According to a 2018 study by the Washington Post, 381 citizens have been shot by police this year. That number will no doubt increase by later tonight or tomorrow morning. All together, 987 people were shot by police in 2017.
On the other side of the spectrum, a Fox News article (the most Conservative news outlet I can cite) stated: "Since the start of 2018, at least 33 law enforcement officers across the U.S. have died while on duty -- with 21 of the deaths caused by gunfire... Roughly 135 cops died in 2016, making it the deadliest year for police officers in at least five years, Fox News has determined. While there were fewer deaths in 2017, the numbers weren’t much better: A total of 129 officers died last year. And 46 of those deaths were caused by gunfire.
If I do not speak up, I am condoning these statistics. Far too many people are being killed by police officers in the line of duty. Likewise, far too many police officers are getting shot and killed trying to do their job. None of this should reflect the democratic will. This reality must be changed. It's time that we use our brain and find solutions that will help our species avoid such blatant and monstrous acts of cannibalism. Body cameras are helpful, but they need to be turned on, focused on the conflict at hand, and permitted in investigatory reviews. Deescalation training, diversity training, and nonviolent communication are helpful techniques, but we need to fully establish budgets that make this information applicable to all departments and universally available. Small neighborhood policing, police on bikes, police engagement in the community, and recruiting more officers who represent the neighborhoods they patrol are all important steps. That's called using our brains.

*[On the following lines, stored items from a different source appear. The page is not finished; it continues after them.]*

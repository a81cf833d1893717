use chrono::NaiveDate;
use serde::{Deserialize, Serialize};

use super::Field;

// ---------------------------------------------------------------------------
// DerivedRecord — One day of derived metrics
// ---------------------------------------------------------------------------

/// Derived metrics for a single day. `None` marks a value that is undefined
/// (first day, zero denominator), which is distinct from a computed zero.
#[derive(Debug, Clone, PartialEq, Serialize, Deserialize)]
pub struct DerivedRecord {
    pub date: NaiveDate,
    pub cumulative: u64,
    pub delta: Option<i64>,
    pub rate_percent: Option<f64>,
    pub normalized: Option<f64>,
}

// ---------------------------------------------------------------------------
// Metric — Column selector for renderer output
// ---------------------------------------------------------------------------

#[derive(Debug, Clone, Copy, PartialEq, Eq, Serialize, Deserialize)]
#[serde(rename_all = "snake_case")]
pub enum Metric {
    Cumulative,
    Delta,
    RatePercent,
    Normalized,
}

// ---------------------------------------------------------------------------
// DerivedSeries — Date-ordered derived metrics for one country
// ---------------------------------------------------------------------------

#[derive(Debug, Clone, PartialEq, Serialize, Deserialize)]
pub struct DerivedSeries {
    pub country: String,
    pub field: Field,
    pub records: Vec<DerivedRecord>,
}

impl DerivedSeries {
    pub fn len(&self) -> usize {
        self.records.len()
    }

    pub fn is_empty(&self) -> bool {
        self.records.is_empty()
    }

    /// Project one metric as `(date, value)` pairs in date order.
    pub fn points(&self, metric: Metric) -> Vec<(NaiveDate, Option<f64>)> {
        self.records
            .iter()
            .map(|r| {
                let value = match metric {
                    Metric::Cumulative => Some(r.cumulative as f64),
                    Metric::Delta => r.delta.map(|d| d as f64),
                    Metric::RatePercent => r.rate_percent,
                    Metric::Normalized => r.normalized,
                };
                (r.date, value)
            })
            .collect()
    }

    pub fn deltas(&self) -> Vec<Option<i64>> {
        self.records.iter().map(|r| r.delta).collect()
    }
}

By using our brains we can also see that demonizing police and policing is wrong. Undermining police officers across the board is foolish, ungrateful, mean spirited, and irrational. To taunt and belittle the role of police officers/peace officers in a civil society such as ours is equivalent to drinking from the same water in which one urinates. It's a brain-dead act. For a society without some form of criminal/restorative justice leads to social disharmony, diminished first response capabilities, and other terrible ills that we are not accustomed to in the Western world.
George Cassidy Payne is a freelance writer, domestic violence counselor, and adjunct professor of philosophy at SUNY. He lives and works in Rochester, NY.